[THE PROBLEM]
The answer is the complete listing below, written out again exactly.

[DATA SUPPLIED]
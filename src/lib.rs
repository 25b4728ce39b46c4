pub mod browser;
pub mod core;
pub mod errors;
pub mod testing;
pub mod utils;
pub mod workflow;

pub use crate::browser::{Session, SessionManager, SessionOrigin};
pub use crate::core::{BrowserFactory, BrowserTrait, Config, Credentials};
pub use crate::errors::{AgentError, Result};
pub use crate::utils::html_to_text;
pub use crate::workflow::{
    capture_page, ChatOptions, InteractionReply, InteractionRequest, InteractionResult, Phase,
    PhaseFailure, Workflow,
};

#[cfg(feature = "chrome")]
pub use crate::browser::ChromeBrowser;

/// Engine used by the binary.
#[cfg(feature = "chrome")]
pub type DefaultBrowser = ChromeBrowser;
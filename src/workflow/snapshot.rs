use crate::browser::{await_quiescence, QuiescenceSettings};
use crate::core::{BrowserFactory, BrowserTrait, Config, WaitState};
use crate::errors::Result;
use crate::utils::ScreenshotManager;
use std::path::{Path, PathBuf};
use std::time::Duration;
use tracing::{info, warn};

/// Open `url` in a fresh browser, wait until the page stops issuing
/// requests and save a full-page screenshot to `save_path`.
///
/// Unlike the chat workflow, a page that never goes quiet is an error here.
pub async fn capture_page<F: BrowserFactory>(
    factory: &F,
    config: &Config,
    url: &str,
    save_path: &Path,
) -> Result<PathBuf> {
    config.validate()?;
    url::Url::parse(url)?;

    let mut browser = factory.create();
    browser.launch(&config.browser).await?;

    let tab = match browser.new_tab(None).await {
        Ok(tab) => tab,
        Err(err) => {
            if let Err(close_err) = browser.close().await {
                warn!(error = %close_err, "failed to close browser after tab error");
            }
            return Err(err);
        }
    };

    let outcome = snapshot(&browser, &tab, config, url, save_path).await;

    if let Err(err) = browser.close_tab(tab).await {
        warn!(error = %err, "failed to close tab");
    }
    if let Err(err) = browser.close().await {
        warn!(error = %err, "failed to close browser");
    }

    outcome?;
    info!(url, path = %save_path.display(), "page captured");
    Ok(save_path.to_path_buf())
}

async fn snapshot<B: BrowserTrait>(
    browser: &B,
    tab: &B::TabHandle,
    config: &Config,
    url: &str,
    save_path: &Path,
) -> Result<()> {
    browser.navigate(tab, url).await?;
    browser
        .wait_for_selector(
            tab,
            &config.selectors.page_body,
            WaitState::Attached,
            config.browser.action_timeout(),
        )
        .await?;

    await_quiescence(browser, tab, QuiescenceSettings::from(&config.timing)).await?;
    ScreenshotManager::capture_full_page(browser, tab, save_path, Duration::ZERO).await
}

[RESPONSE]
filename src/lib.rs
repository 25b4728ce39b46c4
pub mod browser;
pub mod core;
pub mod errors;
pub mod testing;
pub mod utils;
pub mod workflow;

pub use crate::browser::{Session, SessionManager, SessionOrigin};
pub use crate::core::{BrowserFactory, BrowserTrait, Config, Credentials};
pub use crate::errors::{AgentError, Result};
pub use crate::utils::html_to_text;
pub use crate::workflow::{
    capture_page, ChatOptions, InteractionReply, InteractionRequest, InteractionResult, Phase,
    PhaseFailure, Workflow,
};

#[cfg(feature = "chrome")]
pub use crate::browser::ChromeBrowser;

/// Engine used by the binary.
#[cfg(feature = "chrome")]
pub type DefaultBrowser = ChromeBrowser;
filename src/workflow/snapshot.rs
use crate::browser::{await_quiescence, QuiescenceSettings};
use crate::core::{BrowserFactory, BrowserTrait, Config, WaitState};
use crate::errors::Result;
use crate::utils::ScreenshotManager;
use std::path::{Path, PathBuf};
use std::time::Duration;
use tracing::{info, warn};

/// Open `url` in a fresh browser, wait until the page stops issuing
/// requests and save a full-page screenshot to `save_path`.
///
/// Unlike the chat workflow, a page that never goes quiet is an error here.
pub async fn capture_page<F: BrowserFactory>(
    factory: &F,
    config: &Config,
    url: &str,
    save_path: &Path,
) -> Result<PathBuf> {
    config.validate()?;
    url::Url::parse(url)?;

    let mut browser = factory.create();
    browser.launch(&config.browser).await?;

    let tab = match browser.new_tab(None).await {
        Ok(tab) => tab,
        Err(err) => {
            if let Err(close_err) = browser.close().await {
                warn!(error = %close_err, "failed to close browser after tab error");
            }
            return Err(err);
        }
    };

    let outcome = snapshot(&browser, &tab, config, url, save_path).await;

    if let Err(err) = browser.close_tab(tab).await {
        warn!(error = %err, "failed to close tab");
    }
    if let Err(err) = browser.close().await {
        warn!(error = %err, "failed to close browser");
    }

    outcome?;
    info!(url, path = %save_path.display(), "page captured");
    Ok(save_path.to_path_buf())
}

async fn snapshot<B: BrowserTrait>(
    browser: &B,
    tab: &B::TabHandle,
    config: &Config,
    url: &str,
    save_path: &Path,
) -> Result<()> {
    browser.navigate(tab, url).await?;
    browser
        .wait_for_selector(
            tab,
            &config.selectors.page_body,
            WaitState::Attached,
            config.browser.action_timeout(),
        )
        .await?;

    await_quiescence(browser, tab, QuiescenceSettings::from(&config.timing)).await?;
    ScreenshotManager::capture_full_page(browser, tab, save_path, Duration::ZERO).await
}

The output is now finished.